Imagine, for a moment, a dating nightmare:
You awake one morning with echoes of conversations running through your mind, tidbits of self-identity shaped by some beloved ‘other’. The words reverberate, and you reflect on what your Beloved has drilled into your psyche: that you are worthless, that even the best that you have to offer is garbage (or worse!), and that you are humanly incapable of any good thing.
It’s not all bad, of course. You should remember (as the Beloved goes on to point out) that you are exceptionally lucky that someone loves you at all, since you certainly do not deserve it. What gratitude you must feel, knowing just how fortunate a person you are that the Beloved would choose to condescend to care for such a wretched individual. After all, the heart of the Beloved must be extraordinarily gracious, expansive enough to welcome you (even you!) into its depths. I am sure you feel the warmth, the subtle butterflies that come from a deeply unwarranted love freely bestowed upon your depraved self. So proclaims the Beloved. So, too, have you come to believe.
Isn’t love grand?
Now imagine that ‘the Beloved’ is God.
A Stomach-Churning Nausea
What could possibly convince us that God mirrors the verbal abuse we know to be evil in human relationships? Is not the very notion undeniably nauseating? The idea that this God of love could, even hypothetically, don the mask of the abuser should be enough to churn our stomachs. It should jostle us, challenge us, stir our ire, and move us to examine what we teach about a God who is principally defined by love. It should force us to look our theology in the face, see it for what it is, and challenge its consistency. Is it possible that such a horrific understanding of God even exists in our churches?

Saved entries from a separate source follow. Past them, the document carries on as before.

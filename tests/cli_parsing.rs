//! Integration tests for CLI argument parsing.
//!
//! These tests exercise the `Cli` surface end to end: the trailing command
//! after `--`, option parsing, and the usage errors clap raises before any
//! cluster interaction can happen.

use clap::Parser;
use kubrun::config::Cli;

#[test]
fn trailing_command_is_captured_after_separator() {
    let cli = Cli::try_parse_from([
        "kubrun", "--image", "alpine", "--", "echo", "hi",
    ])
    .expect("valid invocation should parse");

    assert_eq!(cli.image.as_deref(), Some("alpine"));
    assert_eq!(cli.command, vec![String::from("echo"), String::from("hi")]);
}

#[test]
fn options_that_look_like_flags_stay_in_the_command() {
    let cli = Cli::try_parse_from([
        "kubrun", "--image", "perl", "--", "perl", "-Mbignum=bpi", "-wle", "print bpi(100)",
    ])
    .expect("valid invocation should parse");

    assert_eq!(
        cli.command,
        vec![
            String::from("perl"),
            String::from("-Mbignum=bpi"),
            String::from("-wle"),
            String::from("print bpi(100)"),
        ]
    );
}

#[test]
fn missing_command_is_a_usage_error() {
    let result = Cli::try_parse_from(["kubrun", "--image", "alpine"]);
    assert!(result.is_err(), "a run without a command must not parse");
}

#[test]
fn all_options_parse_together() {
    let cli = Cli::try_parse_from([
        "kubrun",
        "--namespace",
        "myproject",
        "--image",
        "alpine",
        "--timeout",
        "30",
        "--cleanup",
        "false",
        "--insecure",
        "true",
        "--kubeconfig",
        "/tmp/kubeconfig",
        "--api-server",
        "https://k8s.example.net:6443",
        "--",
        "true",
    ])
    .expect("valid invocation should parse");

    assert_eq!(cli.namespace.as_deref(), Some("myproject"));
    assert_eq!(cli.timeout, Some(30));
    assert_eq!(cli.cleanup, Some(false));
    assert_eq!(cli.insecure, Some(true));
    assert_eq!(
        cli.kubeconfig.as_deref().map(camino::Utf8Path::as_str),
        Some("/tmp/kubeconfig")
    );
    assert_eq!(
        cli.api_server.as_deref(),
        Some("https://k8s.example.net:6443")
    );
    assert_eq!(cli.command, vec![String::from("true")]);
}

#[test]
fn options_default_to_unset() {
    let cli = Cli::try_parse_from(["kubrun", "--image", "alpine", "--", "true"])
        .expect("valid invocation should parse");

    assert!(cli.namespace.is_none());
    assert!(cli.timeout.is_none());
    assert!(cli.cleanup.is_none());
    assert!(cli.insecure.is_none());
    assert!(cli.kubeconfig.is_none());
    assert!(cli.api_server.is_none());
    assert!(cli.config.is_none());
}
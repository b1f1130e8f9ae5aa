//! Credential-file resolution and Kubernetes client construction.
//!
//! This module provides functionality to resolve cluster credentials from
//! multiple sources (explicit configuration, environment variables, the
//! home-directory default) and establish an authenticated connection using
//! the `kube` library.

use camino::{Utf8Path, Utf8PathBuf};
use kube::config::{KubeConfigOptions, Kubeconfig};
use kube::{Client, Config};
use tracing::{debug, info};

use crate::config::AuthConfig;
use crate::error::{ConfigError, KubrunError};

/// Environment variable naming an explicit kubeconfig file.
const KUBECONFIG_ENV_VAR: &str = "KUBECONFIG";

/// Environment variable used to locate the home-directory default.
const HOME_ENV_VAR: &str = "HOME";

/// Kubeconfig location relative to the home directory.
const DEFAULT_KUBECONFIG_SUFFIX: &str = ".kube/config";

/// Resolves kubeconfig paths from environment variables.
///
/// The resolver checks `KUBECONFIG` and the home-directory default when no
/// explicit path is provided.
///
/// # Type Parameters
///
/// * `E` - An environment provider implementing the `mockable::Env` trait,
///   allowing for testable environment variable access.
///
/// # Example
///
/// ```ignore
/// use mockable::DefaultEnv;
/// use kubrun::cluster::CredentialResolver;
///
/// let env = DefaultEnv::new();
/// let resolver = CredentialResolver::new(&env);
///
/// if let Some(path) = resolver.resolve(None) {
///     println!("Using credentials from {path}");
/// }
/// ```
pub struct CredentialResolver<'a, E: mockable::Env> {
    env: &'a E,
}

impl<'a, E: mockable::Env> CredentialResolver<'a, E> {
    /// Creates a new credential resolver with the given environment provider.
    #[must_use]
    pub const fn new(env: &'a E) -> Self {
        Self { env }
    }

    /// Resolves the kubeconfig path from the `KUBECONFIG` environment
    /// variable.
    ///
    /// Returns `None` if the variable is unset or empty.
    #[must_use]
    pub fn resolve_from_env(&self) -> Option<Utf8PathBuf> {
        self.env
            .string(KUBECONFIG_ENV_VAR)
            .filter(|value| !value.is_empty())
            .map(Utf8PathBuf::from)
    }

    /// Returns the home-directory default kubeconfig path, when the file
    /// exists.
    ///
    /// This is `$HOME/.kube/config`; a path is only returned for a file that
    /// is actually present, so an absent default falls through to inferred
    /// in-cluster configuration.
    #[must_use]
    pub fn default_path(&self) -> Option<Utf8PathBuf> {
        self.env
            .string(HOME_ENV_VAR)
            .filter(|value| !value.is_empty())
            .map(|home| Utf8PathBuf::from(home).join(DEFAULT_KUBECONFIG_SUFFIX))
            .filter(|path| path.exists())
    }

    /// Resolves the kubeconfig path without reading it.
    ///
    /// Resolution order:
    /// 1. `config_path` (from CLI, config file, or `KUBRUN_KUBECONFIG`)
    /// 2. `KUBECONFIG` environment variable
    /// 3. `$HOME/.kube/config` (when the file exists)
    #[must_use]
    pub fn resolve(&self, config_path: Option<&Utf8Path>) -> Option<Utf8PathBuf> {
        config_path
            .filter(|path| !path.as_str().is_empty())
            .map(Utf8Path::to_path_buf)
            .or_else(|| self.resolve_from_env())
            .or_else(|| self.default_path())
    }
}

/// Builds authenticated Kubernetes clients from resolved credentials.
///
/// The connector supports direct API server connections (bearer token or
/// basic authentication), explicit kubeconfig files, and inferred in-cluster
/// configuration.
pub struct ClusterConnector;

impl ClusterConnector {
    /// Connect to the cluster using the resolved credential source.
    ///
    /// A configured API server URL takes precedence over kubeconfig
    /// resolution; when neither yields credentials the configuration is
    /// inferred (covering in-cluster service accounts).
    ///
    /// # Errors
    ///
    /// Returns `ConfigError::CredentialsNotFound` if no credential source
    /// resolves, `ConfigError::InvalidValue` for an unparseable API server
    /// URL, and `ConfigError::ClientBuildFailed` if a resolved source cannot
    /// produce a working client.
    pub async fn connect<E: mockable::Env>(
        auth: &AuthConfig,
        kubeconfig: Option<&Utf8Path>,
        resolver: &CredentialResolver<'_, E>,
    ) -> Result<Client, KubrunError> {
        let config = Self::build_config(auth, kubeconfig, resolver).await?;

        Client::try_from(config).map_err(|e| {
            KubrunError::from(ConfigError::ClientBuildFailed {
                source_name: String::from("resolved cluster configuration"),
                message: e.to_string(),
            })
        })
    }

    /// Build a `kube::Config` from the highest-priority credential source.
    async fn build_config<E: mockable::Env>(
        auth: &AuthConfig,
        kubeconfig: Option<&Utf8Path>,
        resolver: &CredentialResolver<'_, E>,
    ) -> Result<Config, KubrunError> {
        if let Some(ref api_server) = auth.api_server {
            info!(api_server, "connecting directly to API server");
            return Self::config_from_api_server(api_server, auth);
        }

        let Some(path) = resolver.resolve(kubeconfig) else {
            debug!("no kubeconfig resolved, falling back to inferred configuration");
            return Self::config_inferred(auth).await;
        };

        info!(kubeconfig = %path, "using kubeconfig credentials");
        Self::config_from_kubeconfig(&path, auth).await
    }

    /// Build a configuration for a direct API server connection.
    fn config_from_api_server(api_server: &str, auth: &AuthConfig) -> Result<Config, KubrunError> {
        let cluster_url = api_server.parse().map_err(|_| {
            KubrunError::from(ConfigError::InvalidValue {
                field: String::from("auth.api_server"),
                reason: format!("'{api_server}' is not a valid URL"),
            })
        })?;

        let mut config = Config::new(cluster_url);
        config.accept_invalid_certs = auth.insecure;
        config.auth_info.token = auth.token.clone().map(Into::into);
        config.auth_info.username = auth.username.clone();
        config.auth_info.password = auth.password.clone().map(Into::into);

        Ok(config)
    }

    /// Build a configuration from an explicit kubeconfig file.
    async fn config_from_kubeconfig(
        path: &Utf8Path,
        auth: &AuthConfig,
    ) -> Result<Config, KubrunError> {
        let kubeconfig = Kubeconfig::read_from(path.as_std_path()).map_err(|e| {
            KubrunError::from(ConfigError::ClientBuildFailed {
                source_name: path.as_str().to_owned(),
                message: e.to_string(),
            })
        })?;

        let mut config = Config::from_custom_kubeconfig(kubeconfig, &KubeConfigOptions::default())
            .await
            .map_err(|e| {
                KubrunError::from(ConfigError::ClientBuildFailed {
                    source_name: path.as_str().to_owned(),
                    message: e.to_string(),
                })
            })?;

        if auth.insecure {
            config.accept_invalid_certs = true;
        }

        Ok(config)
    }

    /// Build an inferred configuration (in-cluster or client defaults).
    ///
    /// An inference failure means no credential source was usable at all, so
    /// it surfaces as `ConfigError::CredentialsNotFound`.
    async fn config_inferred(auth: &AuthConfig) -> Result<Config, KubrunError> {
        let mut config = Config::infer().await.map_err(|error| {
            debug!(%error, "configuration inference failed");
            KubrunError::from(ConfigError::CredentialsNotFound)
        })?;

        if auth.insecure {
            config.accept_invalid_certs = true;
        }

        Ok(config)
    }
}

It is, and it does. Let me introduce you to Sarah Moon, a remarkably authentic young woman and incredibly astute writer, whose blog is willing to ask the difficult questions and squarely face our popular contemporary theology. Yesterday, she published a guest blog which deeply moved me. In it, she recounted her years of fundamentalist upbringing and the remarkable similarities between that and the abuse she also endured at the hands of one named ‘Don’.
I do not think Sarah is alone in this. The idea that we are utterly depraved, capable of no good thing on our own, is a bedrock of many theological schools of thought that I have encountered both as a minister and as a parishioner. It is also the foundation of verbal abuse. How do we reconcile the idea that we are “beautifully and wonderfully made” with the perspective that our sinful nature renders us consummately wicked? Is this what we truly have to offer a lost and hurting world?
A Fuller Picture
I don’t think it is. What we find in our nature is not an all-consuming sickness that has extinguished the last vestiges of our humanity, but rather a raging dualism that forces us to recognize and face the darker side of ourselves. It is this dualism that Paul speaks of in Romans 7, pitting the nature of “the flesh” against that of the spirit, the archetypal representations of evil and good that we all see within ourselves.
It is the former, the sinful nature, which threatens to rob us of our humanity. The message of the Gospel is that Christ offers a final victory, a restoration of what it means to be human, a slow and steady transformation through which the workings of that darker nature are first forgiven and then overcome.
This is humanity’s hope. In a world where evil is rampant and visible, we have the promise of restoration. Where brokenness reigns in us, we find our master craftsman in Jesus. We are reminded that when we were created to bear God’s image God did not say “it is mediocre,” nor did He even say “it is good”; rather, in an unparalleled moment of beauty, He declared us “very good,” the pinnacle of creation itself.
A theology which begins with the Fall in Genesis 3 misses the bedrock of Christianity, and easily moves to label us all nothing but wicked and worthless. Christian theology does not begin there, however; it begins at the beginning, in Genesis 1, as a “very good” creation who bore the image of our creator then and still bears it today. We are loved not because God condescended to indulge the worthless; we are loved because we were created to be loved, because God desired and intended to love us from the very beginning, because we were fashioned with intrinsic value as divine image-bearers in the midst of a glorious creation.
We are loved because we are worth loving… and that reveals a very different sort of Beloved.
Have you ever experienced harmful theology? Share your story with us below…
Image Credit: Eflon
EDIT: This morning on her blog, Sarah published on article detailing why she is a Unitarian Universalist. While I very much argue for a soft inclusivism, I am not a UU. Nevertheless, I stand by what I said in this article: we need people willing to ask these questions, to call the church to account, and to openly and honestly wrestle with the more difficult aspects of our faith. Whether you agree with the UU or not, it would still be highly beneficial to check in on Sarah’s blog once in a while, and allow her vulnerability and authenticity to challenge the way we think about our faith.